### What you should do
Nothing in the records may change when you print them out again.

### Data for the task
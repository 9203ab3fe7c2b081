//! TradeRecord: append-only ledger entries produced by the portfolio simulator.

use chrono::NaiveDateTime;
use serde::{Deserialize, Serialize};

use super::event::Outcome;

#[derive(Debug, Clone, Copy, PartialEq, Eq, Serialize, Deserialize)]
#[serde(rename_all = "snake_case")]
pub enum TradeAction {
    Buy,
    SellRecovered,
    SellStoppedOut,
    SellUnresolved,
}

impl TradeAction {
    /// Sell action matching an outcome.
    pub fn sell_for(outcome: &Outcome) -> Self {
        match outcome {
            Outcome::Recovered { .. } => Self::SellRecovered,
            Outcome::StoppedOut { .. } => Self::SellStoppedOut,
            Outcome::Unresolved { .. } => Self::SellUnresolved,
        }
    }

    pub fn is_buy(&self) -> bool {
        matches!(self, Self::Buy)
    }

    /// Label used in trade logs.
    pub fn label(&self) -> &'static str {
        match self {
            Self::Buy => "BUY",
            Self::SellRecovered => "SELL (Recovered)",
            Self::SellStoppedOut => "SELL (Stop Loss)",
            Self::SellUnresolved => "SELL (Not Recovered)",
        }
    }
}

#[derive(Debug, Clone, PartialEq, Serialize, Deserialize)]
pub struct TradeRecord {
    pub instrument: String,
    pub action: TradeAction,
    pub timestamp: NaiveDateTime,
    pub price: f64,
    pub shares: u64,
}

impl TradeRecord {
    /// Signed cash flow of this entry: negative for buys, positive for sells.
    pub fn cash_flow(&self) -> f64 {
        let notional = self.shares as f64 * self.price;
        if self.action.is_buy() {
            -notional
        } else {
            notional
        }
    }
}

#[cfg(test)]
mod tests {
    use super::*;
    use chrono::NaiveDate;

    fn record(action: TradeAction) -> TradeRecord {
        TradeRecord {
            instrument: "NU".into(),
            action,
            timestamp: NaiveDate::from_ymd_opt(2024, 8, 2)
                .unwrap()
                .and_hms_opt(10, 15, 0)
                .unwrap(),
            price: 12.5,
            shares: 800,
        }
    }

    #[test]
    fn cash_flow_signs() {
        assert_eq!(record(TradeAction::Buy).cash_flow(), -10_000.0);
        assert_eq!(record(TradeAction::SellStoppedOut).cash_flow(), 10_000.0);
    }

    #[test]
    fn labels_match_trade_log() {
        assert_eq!(TradeAction::SellUnresolved.label(), "SELL (Not Recovered)");
        assert_eq!(TradeAction::Buy.label(), "BUY");
    }
}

### Result
repository 9203ab3fe7c2b081
//! TradeRecord: append-only ledger entries produced by the portfolio simulator.

use chrono::NaiveDateTime;
use serde::{Deserialize, Serialize};

use super::event::Outcome;

#[derive(Debug, Clone, Copy, PartialEq, Eq, Serialize, Deserialize)]
#[serde(rename_all = "snake_case")]
pub enum TradeAction {
    Buy,
    SellRecovered,
    SellStoppedOut,
    SellUnresolved,
}

impl TradeAction {
    /// Sell action matching an outcome.
    pub fn sell_for(outcome: &Outcome) -> Self {
        match outcome {
            Outcome::Recovered { .. } => Self::SellRecovered,
            Outcome::StoppedOut { .. } => Self::SellStoppedOut,
            Outcome::Unresolved { .. } => Self::SellUnresolved,
        }
    }

    pub fn is_buy(&self) -> bool {
        matches!(self, Self::Buy)
    }

    /// Label used in trade logs.
    pub fn label(&self) -> &'static str {
        match self {
            Self::Buy => "BUY",
            Self::SellRecovered => "SELL (Recovered)",
            Self::SellStoppedOut => "SELL (Stop Loss)",
            Self::SellUnresolved => "SELL (Not Recovered)",
        }
    }
}

#[derive(Debug, Clone, PartialEq, Serialize, Deserialize)]
pub struct TradeRecord {
    pub instrument: String,
    pub action: TradeAction,
    pub timestamp: NaiveDateTime,
    pub price: f64,
    pub shares: u64,
}

impl TradeRecord {
    /// Signed cash flow of this entry: negative for buys, positive for sells.
    pub fn cash_flow(&self) -> f64 {
        let notional = self.shares as f64 * self.price;
        if self.action.is_buy() {
            -notional
        } else {
            notional
        }
    }
}

#[cfg(test)]
mod tests {
    use super::*;
    use chrono::NaiveDate;

    fn record(action: TradeAction) -> TradeRecord {
        TradeRecord {
            instrument: "NU".into(),
            action,
            timestamp: NaiveDate::from_ymd_opt(2024, 8, 2)
                .unwrap()
                .and_hms_opt(10, 15, 0)
                .unwrap(),
            price: 12.5,
            shares: 800,
        }
    }

    #[test]
    fn cash_flow_signs() {
        assert_eq!(record(TradeAction::Buy).cash_flow(), -10_000.0);
        assert_eq!(record(TradeAction::SellStoppedOut).cash_flow(), 10_000.0);
    }

    #[test]
    fn labels_match_trade_log() {
        assert_eq!(TradeAction::SellUnresolved.label(), "SELL (Not Recovered)");
        assert_eq!(TradeAction::Buy.label(), "BUY");
    }
}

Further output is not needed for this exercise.